29. A prayer for future medical expense is not an ordinary prayer that a court can grant in its discretion but it is a special award that must be pleaded specifically and proved. In the case of Tracom Limited & another v Hassan Mohamed Adan [2016] KECA 150 (KLR), the Court of Appeal stated: -“…We readily agree that the claim for future medical expenses is a special claim though within general damages, and needs to be specifically pleaded and proved before a court of law can award it. In the case of Kenya Bus Services Ltd vs. Gituma (2004) 1 EA 91, this Court, stated: -“And as regards future medication (physiotherapy), the law is also well established that although an award of damages to meet the cost thereof is made under the rubric of general damages, the need for future medical care is itself special damage and is a fact that must be pleaded if evidence thereof is to be led and the court is to make an award in respect thereof. That follows from the general principle that all losses other than those which the law does contemplate as arising naturally from infringement of a person’s legal right should be pleaded.”We understand that to mean that once the plaintiff pleads that there would be need for further medication and hence future medical expenses will be necessary, the plaintiff may not need to specially state what amount it will be as indeed the exact amount of that future expenses will depend on several other matters such as the place where the treatment will be undertaken, and if overseas, the strength of the currency particularly Kenya currency at the time treatment is undertaken and of course the turn that the injury will have taken at the time of the treatment. We think all that will be necessary to plead (if it has to be pleaded at all) is the approximate sum of money that the future medical expenses will require…”

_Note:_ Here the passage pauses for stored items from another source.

//! Sudoku as a binary CSP: 81 cell variables, digit domains, and pairwise
//! must-differ edges for every row, column and 3x3 box.

use std::collections::HashMap;
use std::fmt;

use im::HashSet;

use crate::{
    error::Result,
    solver::{
        constraint::all_different_edges,
        csp::{Assignment, Csp, Domains},
    },
};

pub const GRID_WIDTH: u8 = 9;
pub const BOX_WIDTH: u8 = 3;

/// One cell of the grid, identified by 1-based row and column.
#[derive(Debug, Clone, Copy, PartialEq, Eq, Hash, PartialOrd, Ord)]
pub struct Cell {
    pub row: u8,
    pub col: u8,
}

impl fmt::Display for Cell {
    fn fmt(&self, f: &mut fmt::Formatter<'_>) -> fmt::Result {
        write!(f, "X{}{}", self.row, self.col)
    }
}

/// A 9x9 grid of digits; `0` marks an empty cell.
#[derive(Debug, Clone, Copy, PartialEq, Eq)]
pub struct Grid(pub [[u8; 9]; 9]);

#[derive(Debug, thiserror::Error, PartialEq, Eq)]
pub enum GridError {
    #[error("expected 9 rows of 9 digits, found {0} rows")]
    WrongRowCount(usize),
    #[error("row {0} has {1} cells, expected 9")]
    WrongRowWidth(usize, usize),
    #[error("cell at row {0}, column {1} is not a digit")]
    NotADigit(usize, usize),
}

/// Parses the puzzle text format: nine whitespace-separated rows of nine
/// digits each, `0` for an empty cell.
pub fn parse_grid(text: &str) -> Result<Grid, GridError> {
    let rows: Vec<&str> = text.split_whitespace().collect();
    if rows.len() != GRID_WIDTH as usize {
        return Err(GridError::WrongRowCount(rows.len()));
    }

    let mut grid = [[0u8; 9]; 9];
    for (r, row) in rows.iter().enumerate() {
        let cells: Vec<char> = row.chars().collect();
        if cells.len() != GRID_WIDTH as usize {
            return Err(GridError::WrongRowWidth(r + 1, cells.len()));
        }
        for (c, ch) in cells.iter().enumerate() {
            let digit = ch.to_digit(10).ok_or(GridError::NotADigit(r + 1, c + 1))?;
            grid[r][c] = digit as u8;
        }
    }
    Ok(Grid(grid))
}

/// Builds the CSP for a grid: a pre-filled cell gets a singleton domain, an
/// empty one gets `1..=9`, and every row, column and box group contributes
/// its pairwise must-differ edges.
pub fn build_csp(grid: &Grid) -> Result<Csp<Cell, u8>> {
    let mut variables = Vec::new();
    let mut domains: Domains<Cell, u8> = HashMap::new();
    for row in 1..=GRID_WIDTH {
        for col in 1..=GRID_WIDTH {
            let cell = Cell { row, col };
            let given = grid.0[row as usize - 1][col as usize - 1];
            let domain: HashSet<u8> = if given == 0 {
                (1..=GRID_WIDTH).collect()
            } else {
                HashSet::unit(given)
            };
            variables.push(cell);
            domains.insert(cell, domain);
        }
    }

    let mut edges = Vec::new();
    for row in 1..=GRID_WIDTH {
        let group: Vec<Cell> = (1..=GRID_WIDTH).map(|col| Cell { row, col }).collect();
        edges.extend(all_different_edges(&group));
    }
    for col in 1..=GRID_WIDTH {
        let group: Vec<Cell> = (1..=GRID_WIDTH).map(|row| Cell { row, col }).collect();
        edges.extend(all_different_edges(&group));
    }
    for box_row in 0..BOX_WIDTH {
        for box_col in 0..BOX_WIDTH {
            let mut group = Vec::new();
            for r in 0..BOX_WIDTH {
                for c in 0..BOX_WIDTH {
                    group.push(Cell {
                        row: box_row * BOX_WIDTH + r + 1,
                        col: box_col * BOX_WIDTH + c + 1,
                    });
                }
            }
            edges.extend(all_different_edges(&group));
        }
    }

    Csp::new(variables, domains, edges)
}

/// Formats a complete assignment as a grid with box separators.
pub fn render_solution(solution: &Assignment<Cell, u8>) -> String {
    let mut out = String::new();
    for row in 1..=GRID_WIDTH {
        for col in 1..=GRID_WIDTH {
            out.push_str(&solution[&Cell { row, col }].to_string());
            out.push(' ');
            if col == 3 || col == 6 {
                out.push_str("| ");
            }
        }
        out.push('\n');
        if row == 3 || row == 6 {
            out.push_str("------+-------+------\n");
        }
    }
    out
}

/// Formats the per-cell domains in row-major order, one grid row per line.
pub fn render_domains(domains: &Domains<Cell, u8>) -> String {
    let mut lines = Vec::new();
    for row in 1..=GRID_WIDTH {
        let mut row_cells = Vec::new();
        for col in 1..=GRID_WIDTH {
            let cell = Cell { row, col };
            let mut values: Vec<u8> = domains[&cell].iter().copied().collect();
            values.sort_unstable();
            let rendered: Vec<String> = values.iter().map(u8::to_string).collect();
            row_cells.push(format!("{cell}:{{{}}}", rendered.join(",")));
        }
        lines.push(row_cells.join(" "));
    }
    lines.join("\n")
}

30. This award was not faulted by either party. It is my finding therefore that the award of Kshs 75,000/= for future medical expenses was sufficient and reasonable. I therefore uphold the award.

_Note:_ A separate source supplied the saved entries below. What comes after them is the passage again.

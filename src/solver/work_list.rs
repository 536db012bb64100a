use std::collections::{HashSet, VecDeque};

use crate::solver::value::VariableKey;

/// FIFO queue of directed arcs `(Xi, Xj)` awaiting revision.
///
/// An arc that is already pending is not enqueued a second time; revising it
/// once covers every pending request.
pub struct WorkList<V: VariableKey> {
    queue: VecDeque<(V, V)>,
    queue_members: HashSet<(V, V)>,
}

impl<V: VariableKey> WorkList<V> {
    pub fn new() -> Self {
        Self {
            queue: VecDeque::new(),
            queue_members: HashSet::new(),
        }
    }

    pub fn push_back(&mut self, from: V, to: V) {
        let arc = (from, to);
        if !self.queue_members.contains(&arc) {
            self.queue_members.insert(arc.clone());
            self.queue.push_back(arc);
        }
    }

    pub fn pop_front(&mut self) -> Option<(V, V)> {
        if let Some(arc) = self.queue.pop_front() {
            self.queue_members.remove(&arc);
            Some(arc)
        } else {
            None
        }
    }
}

impl<V: VariableKey> Default for WorkList<V> {
    fn default() -> Self {
        Self::new()
    }
}

#[cfg(test)]
mod tests {
    use super::WorkList;

    #[test]
    fn pending_arcs_are_not_duplicated() {
        let mut worklist = WorkList::new();
        worklist.push_back("a", "b");
        worklist.push_back("a", "b");
        worklist.push_back("b", "a");

        assert_eq!(worklist.pop_front(), Some(("a", "b")));
        assert_eq!(worklist.pop_front(), Some(("b", "a")));
        assert_eq!(worklist.pop_front(), None);
    }

    #[test]
    fn popped_arcs_may_be_requeued() {
        let mut worklist = WorkList::new();
        worklist.push_back(1, 2);
        assert_eq!(worklist.pop_front(), Some((1, 2)));
        worklist.push_back(1, 2);
        assert_eq!(worklist.pop_front(), Some((1, 2)));
    }
}
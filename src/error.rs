use std::backtrace::Backtrace;
pub type Result<T, E = Error> = core::result::Result<T, E>;

/// Configuration errors: mistakes in how the caller described the problem.
///
/// An unsatisfiable problem is *not* an error; it is reported through the
/// normal return values of the solving phases (`false` from arc consistency,
/// `Ok(None)` from search).
#[derive(Debug, thiserror::Error)]
pub enum SolverError {
    #[error("edge references variable `{0}` which has no domain")]
    UnknownVariable(String),
    #[error("variable `{0}` is listed but has no domain")]
    MissingDomain(String),
    #[error("edge connects variable `{0}` to itself")]
    SelfLoopEdge(String),
    #[error("cannot search a problem with no variables")]
    EmptyProblem,
}

#[derive(Debug, thiserror::Error)]
pub enum Error {
    #[error("Inner: {inner}\n{backtrace}")]
    Inner {
        inner: Box<SolverError>,
        backtrace: Box<Backtrace>,
    },
}

impl From<SolverError> for Error {
    fn from(inner: SolverError) -> Self {
        Error::Inner {
            inner: Box::new(inner),
            backtrace: Box::new(std::backtrace::Backtrace::capture()),
        }
    }
}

31. The final computation is as below: -i.General Damages Kshs 600,000/=Add special damages Kshs 98,440/=Add Future Medical Expenses Kshs 75,000/=Kshs 773,440/=Less 40% Contribution Kshs 309,376/=Kshs 464,064/=

32. In the end, the Memorandum of Appeal dated 16th August 2023 is successful as the Appellant is found to be 60% liable and the Respondent is found to be 40% liable for the accident. The Appellant shall have half the costs of this Appeal while the other half goes to the Respondent.The costs in the original suit shall remain as awarded by the trial court.

JUDGEMENT DELIVERED, DATED AND SIGNED AT BOMET THIS 29TH APRIL, 2025. .................................HON. JULIUS K. NG’ARNG’ARJUDGEJudgement delivered in the absence of the parties and their advocates. Siele/Susan (Court Assistants).